Law School: Loyola Law School 2003

Admitted to Bar When/What States:  California Bar December 2003

Other Certifications: SFST Certified La Pier Course.

Hobbies and interests when not working: cooking, hiking, Husband of 22 years Keith, daughter Katie (almost 15), Los Angeles Lakers fan.

Why I Love What I Do

A few years ago, a client in Long Beach was charged with auto burglary.  One morning, he was walking to his car parked near his home, when a police cruiser rolled up.  Police held him and talked to him for a few minutes.  He didn’t know at the time, but the victim of an auto burglary in a shopping center parking garage several city blocks away, was sitting 25-30’ in another police cruiser.  She identified him as the man who she discovered rifling through her car when she returned to the parking lot.  Police arrested him on the spot.

The client hired an attorney (not MLF), who attended the arraignment.  The attorney encouraged the client to plead guilty early because he would only get 30 days Caltrans. The attorney, according to our client, treated him like he was guilty and was uninterested in investigating the case further.  Our client was in a terrible position because he wasn’t a citizen.  His mother brought him here from Mexico as an adolescent.  He met and married a U.S. citizen and they had two children.  He returned to Mexico for one year, leaving his wife and two small kids, so that he could properly apply for U.S. residency and re-enter.  He had returned to his family less than two months prior to his arrest.  Had he pled guilty to auto burglary, a moral turpitude crime, he would have been immediately deportable and, if deported, thereafter denied entry in to the U.S.

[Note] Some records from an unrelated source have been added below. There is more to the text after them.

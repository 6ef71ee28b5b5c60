//! Sequence rules: which shift may follow which on the next day.
//!
//! Rules are stored per role in a [`SequenceRuleTable`] and resolved once
//! per employee into a [`LegalSequenceSet`] before any constraint is
//! encoded.

use std::collections::{BTreeMap, HashSet};
use std::fmt;

use serde::de::IgnoredAny;
use serde::{Deserialize, Deserializer};
use tracing::warn;

use super::catalog::ShiftStart;
use super::employee::{RoleSet, RoleTag};

/// Table key holding the rules that apply to every employee.
pub const GENERAL_KEY: &str = "general";

/// One side of a day-to-day transition.
#[derive(Debug, Clone, Copy, PartialEq, Eq, PartialOrd, Ord, Hash)]
pub enum Slot {
    /// The rest sentinel: no shift that day.
    Rest,
    /// A shift with the given start.
    Shift(ShiftStart),
}

impl Slot {
    /// Maps `None` to the rest sentinel and a start hour to a shift slot.
    ///
    /// Returns `None` if the hour is outside `[0, 24)`.
    pub fn from_hours(hours: Option<f64>) -> Option<Self> {
        match hours {
            None => Some(Slot::Rest),
            Some(h) => ShiftStart::from_hours(h).map(Slot::Shift),
        }
    }

    pub fn is_rest(&self) -> bool {
        matches!(self, Slot::Rest)
    }
}

impl fmt::Display for Slot {
    fn fmt(&self, f: &mut fmt::Formatter<'_>) -> fmt::Result {
        match self {
            Slot::Rest => f.write_str("rest"),
            Slot::Shift(start) => write!(f, "{start}"),
        }
    }
}

/// A legal transition from one day's slot to the next day's slot.
#[derive(Debug, Clone, Copy, PartialEq, Eq, Hash)]
pub struct SequenceRule {
    pub from: Slot,
    pub to: Slot,
}

impl SequenceRule {
    pub fn new(from: Slot, to: Slot) -> Self {
        Self { from, to }
    }

    /// Rule between two shift starts given in fractional hours.
    pub fn between(from: Option<f64>, to: Option<f64>) -> Option<Self> {
        Some(Self::new(Slot::from_hours(from)?, Slot::from_hours(to)?))
    }

    /// Both sides equal, with rest only matching rest.
    pub fn matches(&self, from: Slot, to: Slot) -> bool {
        self.from == from && self.to == to
    }

    pub fn mentions_rest(&self) -> bool {
        self.from.is_rest() || self.to.is_rest()
    }
}

/// Deduplicated union of the general and role-specific rules for one
/// employee.
#[derive(Debug, Clone, Default, PartialEq, Eq)]
pub struct LegalSequenceSet {
    pairs: HashSet<(Slot, Slot)>,
    mentions_rest: bool,
}

impl LegalSequenceSet {
    pub fn new() -> Self {
        Self::default()
    }

    pub fn insert(&mut self, rule: SequenceRule) -> bool {
        self.mentions_rest |= rule.mentions_rest();
        self.pairs.insert((rule.from, rule.to))
    }

    /// Returns true if some rule matches the transition exactly.
    pub fn allows(&self, from: Slot, to: Slot) -> bool {
        self.pairs.contains(&(from, to))
    }

    /// Whether any rule uses the rest sentinel on either side.
    pub fn mentions_rest(&self) -> bool {
        self.mentions_rest
    }

    pub fn len(&self) -> usize {
        self.pairs.len()
    }

    pub fn is_empty(&self) -> bool {
        self.pairs.is_empty()
    }

    pub fn iter(&self) -> impl Iterator<Item = SequenceRule> + '_ {
        self.pairs.iter().map(|&(from, to)| SequenceRule::new(from, to))
    }
}

impl FromIterator<SequenceRule> for LegalSequenceSet {
    fn from_iter<I: IntoIterator<Item = SequenceRule>>(iter: I) -> Self {
        let mut set = LegalSequenceSet::new();
        for rule in iter {
            set.insert(rule);
        }
        set
    }
}

/// Sequence rules partitioned into a general set and role-specific sets.
///
/// Deserializes from `{"general": [[from, to], ...], "<role>": [...]}`,
/// where `null` is the rest sentinel and numbers are shift start hours.
/// Malformed entries are skipped with a warning.
///
/// # Examples
///
/// ```
/// use shiftforge_core::{RoleSet, RoleTag, SequenceRule, SequenceRuleTable, Slot, ShiftStart};
///
/// let table: SequenceRuleTable = serde_json::from_str(r#"{
///     "general": [[6, 7], [7, null]],
///     "cvd": [[14.5, 6], [6, 7]]
/// }"#).unwrap();
///
/// let roles: RoleSet = [RoleTag::new("CvD")].into_iter().collect();
/// let legal = table.resolve(&roles);
/// assert_eq!(legal.len(), 3);
///
/// let six = Slot::Shift(ShiftStart::from_hours(6.0).unwrap());
/// let half_past_two = Slot::Shift(ShiftStart::from_hours(14.5).unwrap());
/// assert!(legal.allows(half_past_two, six));
/// ```
#[derive(Debug, Clone, Default, PartialEq, Eq)]
pub struct SequenceRuleTable {
    general: Vec<SequenceRule>,
    by_role: BTreeMap<RoleTag, Vec<SequenceRule>>,
}

impl SequenceRuleTable {
    pub fn new() -> Self {
        Self::default()
    }

    pub fn with_general(mut self, rules: impl IntoIterator<Item = SequenceRule>) -> Self {
        self.general.extend(rules);
        self
    }

    pub fn with_role(
        mut self,
        role: impl Into<RoleTag>,
        rules: impl IntoIterator<Item = SequenceRule>,
    ) -> Self {
        self.by_role.entry(role.into()).or_default().extend(rules);
        self
    }

    pub fn general(&self) -> &[SequenceRule] {
        &self.general
    }

    /// Rules specific to `role`; empty when the table has no entry for it.
    pub fn for_role(&self, role: &RoleTag) -> &[SequenceRule] {
        self.by_role.get(role).map(Vec::as_slice).unwrap_or(&[])
    }

    pub fn roles(&self) -> impl Iterator<Item = &RoleTag> {
        self.by_role.keys()
    }

    pub fn is_empty(&self) -> bool {
        self.general.is_empty() && self.by_role.values().all(Vec::is_empty)
    }

    /// Resolves the legal sequence set of an employee holding `roles`.
    pub fn resolve(&self, roles: &RoleSet) -> LegalSequenceSet {
        let role_rules = roles.iter().flat_map(|role| self.for_role(role).iter());
        self.general.iter().chain(role_rules).copied().collect()
    }

    fn from_raw(raw: BTreeMap<String, RawRuleList>) -> Self {
        let mut table = SequenceRuleTable::new();
        for (key, list) in raw {
            let entries = match list {
                RawRuleList::List(entries) => entries,
                RawRuleList::Malformed(_) => {
                    warn!(key = %key, "Ignoring sequence rule entry that is not a list");
                    continue;
                }
            };
            let rules: Vec<SequenceRule> = entries
                .into_iter()
                .filter_map(|entry| match entry {
                    RawRule::Pair(from, to) => {
                        let rule = SequenceRule::between(from, to);
                        if rule.is_none() {
                            warn!(key = %key, ?from, ?to, "Ignoring sequence rule outside the day");
                        }
                        rule
                    }
                    RawRule::Malformed(_) => {
                        warn!(key = %key, "Ignoring malformed sequence rule");
                        None
                    }
                })
                .collect();
            if key.trim().eq_ignore_ascii_case(GENERAL_KEY) {
                table.general.extend(rules);
            } else {
                table.by_role.entry(RoleTag::new(&key)).or_default().extend(rules);
            }
        }
        table
    }
}

#[derive(Deserialize)]
#[serde(untagged)]
enum RawRule {
    Pair(Option<f64>, Option<f64>),
    Malformed(IgnoredAny),
}

#[derive(Deserialize)]
#[serde(untagged)]
enum RawRuleList {
    List(Vec<RawRule>),
    Malformed(IgnoredAny),
}

impl<'de> Deserialize<'de> for SequenceRuleTable {
    fn deserialize<D: Deserializer<'de>>(deserializer: D) -> Result<Self, D::Error> {
        let raw = BTreeMap::<String, RawRuleList>::deserialize(deserializer)?;
        Ok(Self::from_raw(raw))
    }
}
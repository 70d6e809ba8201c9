//! Fact table naming from source filenames.
//!
//! A filename stem must match the naming pattern, and the pattern's `table`
//! capture becomes the fact table name. The default takes the component after
//! the first hyphen: `20240101-loans.csv` → `loans`.

use std::path::Path;

use regex::Regex;

use crate::error::{ConfigError, ConfigResult, SchemaError, SchemaResult};

/// Default filename pattern.
pub const DEFAULT_TABLE_NAME_PATTERN: &str = r"^[^-]+-(?P<table>[^-]+)";

/// Compiled filename naming convention.
#[derive(Debug, Clone)]
pub struct TableNaming {
    pattern: Regex,
}

impl TableNaming {
    /// Compile a pattern. It must contain a named capture `table`.
    pub fn new(pattern: &str) -> ConfigResult<Self> {
        let pattern =
            Regex::new(pattern).map_err(|e| ConfigError::InvalidPattern(e.to_string()))?;

        if !pattern.capture_names().any(|name| name == Some("table")) {
            return Err(ConfigError::InvalidPattern(format!(
                "'{}' has no named capture 'table'",
                pattern.as_str()
            )));
        }

        Ok(Self { pattern })
    }

    /// Derive the fact table name for a source file.
    pub fn table_name(&self, path: &Path) -> SchemaResult<String> {
        let unparsable = || SchemaError::UnparsableTableName {
            path: path.to_path_buf(),
        };

        let stem = path.file_stem().and_then(|s| s.to_str()).ok_or_else(unparsable)?;

        let name = self
            .pattern
            .captures(stem)
            .and_then(|caps| caps.name("table"))
            .map(|m| m.as_str().trim())
            .filter(|name| !name.is_empty())
            .ok_or_else(unparsable)?;

        Ok(name.to_string())
    }
}

impl Default for TableNaming {
    fn default() -> Self {
        Self {
            pattern: Regex::new(DEFAULT_TABLE_NAME_PATTERN)
                .expect("default table name pattern is valid"),
        }
    }
}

He hired us for pretrial representation.  I put in a not-guilty plea on his case.  We discovered that the client was arrested in clothes that were different than those described by the victim in her 911 call, and that the perpetrator had run in a direction different than that where our client was apprehended.  The parking garage had electronic surveillance, but all video taken in the garage was destroyed due to the passage of time.  The police never bothered to secure the video that could have conclusively shown that he was, or was not, the person who had broken into the car.  The victim in the case was a regular, and recent, user of illicit drugs.

Other than the victim’s cross-racial identification, and the fact that the perpetrator and our client were both very tall, there was essentially no evidence that our client was guilty.  The prosecutor, however, was unwilling to drop the charges.  We needed to take the case to trial.  Our client’s family had spent their last penny when they hired us for pretrial representation.  I called Darren and explained what was going on with the case and he agreed that representing the client “pro bono” for trial was the “right thing to do.”  A month later, I called “ready” for trial.  Knowing we weren’t going to back down and finally forced to take a hard look at the evidence we’d brought to light, the deputy city prosecutor who had been tapped for trial admitted the case was “not the best.”  The prosecutor agreed, if the client stayed out of any legal trouble for six months, all charges would be dismissed.  He did and they were.

That December, I received a Christmas card from the client’s family.  His wife thanked me and the firm for allowing them to continue their lives as “a united family.”  That card remains on my desk to this day.